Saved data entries

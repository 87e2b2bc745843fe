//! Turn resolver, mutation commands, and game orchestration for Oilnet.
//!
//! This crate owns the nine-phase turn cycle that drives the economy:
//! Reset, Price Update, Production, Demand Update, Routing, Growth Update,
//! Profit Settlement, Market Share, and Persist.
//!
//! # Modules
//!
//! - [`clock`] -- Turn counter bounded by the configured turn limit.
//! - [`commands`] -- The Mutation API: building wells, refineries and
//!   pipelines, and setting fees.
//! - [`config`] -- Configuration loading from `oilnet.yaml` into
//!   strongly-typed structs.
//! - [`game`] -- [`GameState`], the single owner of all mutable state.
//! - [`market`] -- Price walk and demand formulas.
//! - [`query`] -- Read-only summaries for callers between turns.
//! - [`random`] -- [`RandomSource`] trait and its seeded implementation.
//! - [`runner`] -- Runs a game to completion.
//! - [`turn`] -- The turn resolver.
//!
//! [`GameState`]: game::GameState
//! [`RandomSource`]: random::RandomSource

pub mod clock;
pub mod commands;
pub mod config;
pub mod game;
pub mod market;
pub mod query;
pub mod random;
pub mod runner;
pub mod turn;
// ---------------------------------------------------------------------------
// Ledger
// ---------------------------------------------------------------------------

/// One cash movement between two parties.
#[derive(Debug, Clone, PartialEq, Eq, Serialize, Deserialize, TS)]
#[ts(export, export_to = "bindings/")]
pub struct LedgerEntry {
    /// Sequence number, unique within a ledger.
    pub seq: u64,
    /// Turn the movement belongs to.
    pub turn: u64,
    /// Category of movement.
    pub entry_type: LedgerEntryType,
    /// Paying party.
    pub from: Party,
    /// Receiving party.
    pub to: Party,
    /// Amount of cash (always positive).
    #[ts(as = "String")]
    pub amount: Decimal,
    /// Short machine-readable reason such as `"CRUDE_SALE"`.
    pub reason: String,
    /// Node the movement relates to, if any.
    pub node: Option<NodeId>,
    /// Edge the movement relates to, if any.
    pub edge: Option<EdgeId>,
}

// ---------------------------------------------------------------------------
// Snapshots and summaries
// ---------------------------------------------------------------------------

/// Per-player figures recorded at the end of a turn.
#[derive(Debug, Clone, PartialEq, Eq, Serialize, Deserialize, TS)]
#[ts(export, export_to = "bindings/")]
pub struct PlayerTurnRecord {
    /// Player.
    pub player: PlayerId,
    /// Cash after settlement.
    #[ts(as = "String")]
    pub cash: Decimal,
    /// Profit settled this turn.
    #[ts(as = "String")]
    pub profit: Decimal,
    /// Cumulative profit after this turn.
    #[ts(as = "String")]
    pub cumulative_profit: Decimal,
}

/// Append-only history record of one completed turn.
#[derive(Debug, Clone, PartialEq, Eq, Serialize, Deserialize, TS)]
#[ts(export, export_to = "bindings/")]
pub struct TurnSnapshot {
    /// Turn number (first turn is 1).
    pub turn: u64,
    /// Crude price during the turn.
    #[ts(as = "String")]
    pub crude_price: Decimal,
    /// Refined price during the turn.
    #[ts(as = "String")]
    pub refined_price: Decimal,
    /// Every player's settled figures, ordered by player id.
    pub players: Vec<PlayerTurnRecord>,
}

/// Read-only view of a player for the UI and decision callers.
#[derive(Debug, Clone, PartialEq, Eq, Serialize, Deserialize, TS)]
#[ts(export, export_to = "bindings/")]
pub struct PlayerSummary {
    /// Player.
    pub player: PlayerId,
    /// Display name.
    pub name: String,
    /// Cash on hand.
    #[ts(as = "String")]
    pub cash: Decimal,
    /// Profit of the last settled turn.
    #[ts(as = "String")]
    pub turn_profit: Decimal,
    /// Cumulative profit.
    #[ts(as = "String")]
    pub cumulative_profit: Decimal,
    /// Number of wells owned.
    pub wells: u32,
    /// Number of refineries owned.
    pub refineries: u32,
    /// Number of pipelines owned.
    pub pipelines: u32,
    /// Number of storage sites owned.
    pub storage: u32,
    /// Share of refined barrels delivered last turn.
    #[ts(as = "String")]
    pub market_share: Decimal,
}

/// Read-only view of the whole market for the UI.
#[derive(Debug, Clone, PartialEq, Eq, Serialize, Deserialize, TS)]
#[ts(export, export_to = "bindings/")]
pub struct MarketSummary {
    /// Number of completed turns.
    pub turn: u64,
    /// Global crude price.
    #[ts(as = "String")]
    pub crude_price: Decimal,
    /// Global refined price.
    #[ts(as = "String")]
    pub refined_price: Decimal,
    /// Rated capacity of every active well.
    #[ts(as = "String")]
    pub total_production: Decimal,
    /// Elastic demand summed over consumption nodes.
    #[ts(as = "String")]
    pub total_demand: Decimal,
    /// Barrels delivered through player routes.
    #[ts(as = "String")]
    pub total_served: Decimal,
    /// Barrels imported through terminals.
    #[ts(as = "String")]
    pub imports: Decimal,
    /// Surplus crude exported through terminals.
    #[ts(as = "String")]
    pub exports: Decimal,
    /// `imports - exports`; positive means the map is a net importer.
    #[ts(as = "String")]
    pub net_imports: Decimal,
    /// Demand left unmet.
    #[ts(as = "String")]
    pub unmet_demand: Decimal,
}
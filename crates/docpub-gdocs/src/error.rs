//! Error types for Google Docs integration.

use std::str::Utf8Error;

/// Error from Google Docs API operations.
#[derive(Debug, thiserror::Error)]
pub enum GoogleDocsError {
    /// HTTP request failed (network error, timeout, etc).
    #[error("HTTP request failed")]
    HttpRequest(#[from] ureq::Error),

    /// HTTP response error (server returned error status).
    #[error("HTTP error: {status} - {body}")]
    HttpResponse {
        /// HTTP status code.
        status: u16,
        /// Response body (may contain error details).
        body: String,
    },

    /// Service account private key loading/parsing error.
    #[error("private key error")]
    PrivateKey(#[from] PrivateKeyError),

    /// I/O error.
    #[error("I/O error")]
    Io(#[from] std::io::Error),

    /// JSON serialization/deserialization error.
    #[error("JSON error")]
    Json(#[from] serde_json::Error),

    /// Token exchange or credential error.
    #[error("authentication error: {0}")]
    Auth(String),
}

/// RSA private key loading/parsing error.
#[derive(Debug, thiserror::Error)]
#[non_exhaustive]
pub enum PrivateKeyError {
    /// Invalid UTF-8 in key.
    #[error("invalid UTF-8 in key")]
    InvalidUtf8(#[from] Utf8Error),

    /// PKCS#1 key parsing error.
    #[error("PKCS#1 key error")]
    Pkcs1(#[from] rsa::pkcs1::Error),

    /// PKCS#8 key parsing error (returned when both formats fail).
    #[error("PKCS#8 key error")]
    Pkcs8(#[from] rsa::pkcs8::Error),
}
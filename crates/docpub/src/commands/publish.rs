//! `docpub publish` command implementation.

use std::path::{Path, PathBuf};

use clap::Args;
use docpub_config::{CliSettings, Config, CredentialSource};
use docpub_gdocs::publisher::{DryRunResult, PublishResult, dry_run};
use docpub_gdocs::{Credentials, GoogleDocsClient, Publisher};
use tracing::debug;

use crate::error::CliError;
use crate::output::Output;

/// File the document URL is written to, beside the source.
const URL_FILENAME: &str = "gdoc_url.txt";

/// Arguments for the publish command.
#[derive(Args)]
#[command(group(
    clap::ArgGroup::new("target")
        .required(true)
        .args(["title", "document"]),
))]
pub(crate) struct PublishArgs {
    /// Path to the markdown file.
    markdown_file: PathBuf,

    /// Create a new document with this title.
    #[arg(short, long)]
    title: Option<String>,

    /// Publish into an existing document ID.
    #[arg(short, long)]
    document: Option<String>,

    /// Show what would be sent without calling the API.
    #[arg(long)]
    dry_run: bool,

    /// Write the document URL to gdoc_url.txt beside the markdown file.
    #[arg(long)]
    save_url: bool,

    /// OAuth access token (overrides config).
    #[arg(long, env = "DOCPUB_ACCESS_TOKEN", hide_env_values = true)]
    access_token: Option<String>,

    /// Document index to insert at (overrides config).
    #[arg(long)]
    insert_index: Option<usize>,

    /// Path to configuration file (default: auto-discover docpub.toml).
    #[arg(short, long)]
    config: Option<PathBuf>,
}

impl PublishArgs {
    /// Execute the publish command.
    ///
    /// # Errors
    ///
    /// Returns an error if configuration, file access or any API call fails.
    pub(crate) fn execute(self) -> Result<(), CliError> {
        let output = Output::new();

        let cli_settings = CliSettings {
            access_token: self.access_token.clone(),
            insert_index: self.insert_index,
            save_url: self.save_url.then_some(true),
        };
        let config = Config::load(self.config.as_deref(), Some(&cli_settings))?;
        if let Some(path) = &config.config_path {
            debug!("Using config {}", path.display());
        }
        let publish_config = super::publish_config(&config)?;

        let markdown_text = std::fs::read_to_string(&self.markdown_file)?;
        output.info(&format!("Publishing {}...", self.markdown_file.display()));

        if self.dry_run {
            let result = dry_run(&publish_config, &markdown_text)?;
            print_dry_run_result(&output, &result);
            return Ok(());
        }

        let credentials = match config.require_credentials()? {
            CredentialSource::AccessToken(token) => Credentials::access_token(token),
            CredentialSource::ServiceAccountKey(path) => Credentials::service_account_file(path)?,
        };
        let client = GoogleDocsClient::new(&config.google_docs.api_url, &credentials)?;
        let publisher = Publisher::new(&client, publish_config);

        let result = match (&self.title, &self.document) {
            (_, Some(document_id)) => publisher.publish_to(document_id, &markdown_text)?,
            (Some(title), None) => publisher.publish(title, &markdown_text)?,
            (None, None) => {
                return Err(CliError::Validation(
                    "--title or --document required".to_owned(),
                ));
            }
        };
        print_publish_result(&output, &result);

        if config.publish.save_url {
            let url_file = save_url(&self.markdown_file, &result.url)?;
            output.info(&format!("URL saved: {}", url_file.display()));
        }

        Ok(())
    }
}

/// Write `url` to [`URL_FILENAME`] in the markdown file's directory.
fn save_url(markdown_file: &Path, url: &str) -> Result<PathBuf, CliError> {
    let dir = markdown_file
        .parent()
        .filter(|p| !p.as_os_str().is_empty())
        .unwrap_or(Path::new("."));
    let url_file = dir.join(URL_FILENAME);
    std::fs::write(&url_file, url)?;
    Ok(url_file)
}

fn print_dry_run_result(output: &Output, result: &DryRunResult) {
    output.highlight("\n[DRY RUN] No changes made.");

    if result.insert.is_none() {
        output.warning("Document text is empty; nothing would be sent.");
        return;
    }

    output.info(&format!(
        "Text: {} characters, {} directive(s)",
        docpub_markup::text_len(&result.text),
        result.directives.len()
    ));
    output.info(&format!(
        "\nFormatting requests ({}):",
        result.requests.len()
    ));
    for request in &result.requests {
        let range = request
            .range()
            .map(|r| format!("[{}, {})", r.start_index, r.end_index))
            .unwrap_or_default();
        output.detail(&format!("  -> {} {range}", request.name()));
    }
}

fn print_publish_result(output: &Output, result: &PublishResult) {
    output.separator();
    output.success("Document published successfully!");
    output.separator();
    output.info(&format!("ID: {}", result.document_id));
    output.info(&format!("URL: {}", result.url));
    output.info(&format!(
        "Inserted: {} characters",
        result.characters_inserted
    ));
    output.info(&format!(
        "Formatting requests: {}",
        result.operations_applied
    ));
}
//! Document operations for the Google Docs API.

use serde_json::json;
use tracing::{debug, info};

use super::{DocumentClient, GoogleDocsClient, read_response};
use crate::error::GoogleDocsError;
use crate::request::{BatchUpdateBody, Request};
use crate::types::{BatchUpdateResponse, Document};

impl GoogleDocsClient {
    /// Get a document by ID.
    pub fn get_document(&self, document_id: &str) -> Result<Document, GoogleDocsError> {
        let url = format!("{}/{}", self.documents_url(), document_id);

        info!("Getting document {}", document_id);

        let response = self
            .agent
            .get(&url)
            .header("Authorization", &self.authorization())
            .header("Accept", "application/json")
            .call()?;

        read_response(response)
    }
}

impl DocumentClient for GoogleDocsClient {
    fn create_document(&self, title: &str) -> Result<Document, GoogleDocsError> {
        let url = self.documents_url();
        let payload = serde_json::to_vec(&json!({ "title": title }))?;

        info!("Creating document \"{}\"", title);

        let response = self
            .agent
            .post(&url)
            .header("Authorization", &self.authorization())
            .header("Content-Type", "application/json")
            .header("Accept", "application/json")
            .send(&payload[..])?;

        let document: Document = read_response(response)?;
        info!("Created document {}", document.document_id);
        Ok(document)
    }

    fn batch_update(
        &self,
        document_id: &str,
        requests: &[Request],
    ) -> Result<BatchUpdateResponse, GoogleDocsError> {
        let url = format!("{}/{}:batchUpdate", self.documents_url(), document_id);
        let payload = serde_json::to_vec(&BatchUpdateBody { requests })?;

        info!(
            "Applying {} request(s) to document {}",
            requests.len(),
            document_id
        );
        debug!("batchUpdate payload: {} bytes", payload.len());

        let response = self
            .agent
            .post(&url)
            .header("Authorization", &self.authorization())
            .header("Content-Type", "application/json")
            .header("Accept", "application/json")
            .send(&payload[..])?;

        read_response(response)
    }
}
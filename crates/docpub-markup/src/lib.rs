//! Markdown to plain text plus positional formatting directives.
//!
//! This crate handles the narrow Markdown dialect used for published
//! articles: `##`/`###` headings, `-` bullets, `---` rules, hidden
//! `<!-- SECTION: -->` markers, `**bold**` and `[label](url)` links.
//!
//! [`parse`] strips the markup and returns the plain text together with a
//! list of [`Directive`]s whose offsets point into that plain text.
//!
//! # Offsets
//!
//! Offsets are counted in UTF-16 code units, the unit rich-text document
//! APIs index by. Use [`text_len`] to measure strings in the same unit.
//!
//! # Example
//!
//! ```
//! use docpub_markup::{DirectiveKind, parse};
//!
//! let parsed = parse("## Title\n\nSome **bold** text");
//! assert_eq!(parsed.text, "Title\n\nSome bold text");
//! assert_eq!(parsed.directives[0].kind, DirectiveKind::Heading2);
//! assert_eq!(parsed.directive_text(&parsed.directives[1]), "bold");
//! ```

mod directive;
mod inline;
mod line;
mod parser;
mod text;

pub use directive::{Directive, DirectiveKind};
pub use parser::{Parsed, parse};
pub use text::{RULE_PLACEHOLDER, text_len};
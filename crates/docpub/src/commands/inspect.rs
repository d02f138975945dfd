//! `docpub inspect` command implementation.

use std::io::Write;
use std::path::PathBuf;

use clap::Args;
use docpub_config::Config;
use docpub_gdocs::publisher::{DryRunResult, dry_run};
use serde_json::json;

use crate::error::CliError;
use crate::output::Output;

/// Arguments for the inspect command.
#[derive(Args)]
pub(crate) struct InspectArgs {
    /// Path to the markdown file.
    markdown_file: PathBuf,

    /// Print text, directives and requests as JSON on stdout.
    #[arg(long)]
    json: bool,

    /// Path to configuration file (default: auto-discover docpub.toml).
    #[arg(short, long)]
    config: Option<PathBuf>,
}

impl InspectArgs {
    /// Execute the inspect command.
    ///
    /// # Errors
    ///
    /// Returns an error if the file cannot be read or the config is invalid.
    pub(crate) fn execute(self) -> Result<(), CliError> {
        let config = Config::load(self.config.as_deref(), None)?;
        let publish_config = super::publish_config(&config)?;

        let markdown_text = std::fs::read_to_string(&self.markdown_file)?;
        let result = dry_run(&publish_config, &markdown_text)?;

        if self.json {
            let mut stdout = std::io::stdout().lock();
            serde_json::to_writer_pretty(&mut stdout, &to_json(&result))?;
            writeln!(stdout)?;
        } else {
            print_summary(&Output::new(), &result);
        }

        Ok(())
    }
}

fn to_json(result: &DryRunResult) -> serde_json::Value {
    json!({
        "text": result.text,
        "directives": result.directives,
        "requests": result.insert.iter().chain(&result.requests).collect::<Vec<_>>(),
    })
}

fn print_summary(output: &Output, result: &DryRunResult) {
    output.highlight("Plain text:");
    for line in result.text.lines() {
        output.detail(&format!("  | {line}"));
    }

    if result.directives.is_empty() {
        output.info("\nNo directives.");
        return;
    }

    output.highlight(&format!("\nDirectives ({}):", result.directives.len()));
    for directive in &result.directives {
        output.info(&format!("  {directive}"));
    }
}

[Exercise]
Output exactly the leading lines of the data, up to and including the line marked by "Snapshots and summaries".

[Exercise output]
repository 87e2b2bc745843fe
//! Turn resolver, mutation commands, and game orchestration for Oilnet.
//!
//! This crate owns the nine-phase turn cycle that drives the economy:
//! Reset, Price Update, Production, Demand Update, Routing, Growth Update,
//! Profit Settlement, Market Share, and Persist.
//!
//! # Modules
//!
//! - [`clock`] -- Turn counter bounded by the configured turn limit.
//! - [`commands`] -- The Mutation API: building wells, refineries and
//!   pipelines, and setting fees.
//! - [`config`] -- Configuration loading from `oilnet.yaml` into
//!   strongly-typed structs.
//! - [`game`] -- [`GameState`], the single owner of all mutable state.
//! - [`market`] -- Price walk and demand formulas.
//! - [`query`] -- Read-only summaries for callers between turns.
//! - [`random`] -- [`RandomSource`] trait and its seeded implementation.
//! - [`runner`] -- Runs a game to completion.
//! - [`turn`] -- The turn resolver.
//!
//! [`GameState`]: game::GameState
//! [`RandomSource`]: random::RandomSource

pub mod clock;
pub mod commands;
pub mod config;
pub mod game;
pub mod market;
pub mod query;
pub mod random;
pub mod runner;
pub mod turn;
// ---------------------------------------------------------------------------
// Ledger
// ---------------------------------------------------------------------------

/// One cash movement between two parties.
#[derive(Debug, Clone, PartialEq, Eq, Serialize, Deserialize, TS)]
#[ts(export, export_to = "bindings/")]
pub struct LedgerEntry {
    /// Sequence number, unique within a ledger.
    pub seq: u64,
    /// Turn the movement belongs to.
    pub turn: u64,
    /// Category of movement.
    pub entry_type: LedgerEntryType,
    /// Paying party.
    pub from: Party,
    /// Receiving party.
    pub to: Party,
    /// Amount of cash (always positive).
    #[ts(as = "String")]
    pub amount: Decimal,
    /// Short machine-readable reason such as `"CRUDE_SALE"`.
    pub reason: String,
    /// Node the movement relates to, if any.
    pub node: Option<NodeId>,
    /// Edge the movement relates to, if any.
    pub edge: Option<EdgeId>,
}

// ---------------------------------------------------------------------------
// Snapshots and summaries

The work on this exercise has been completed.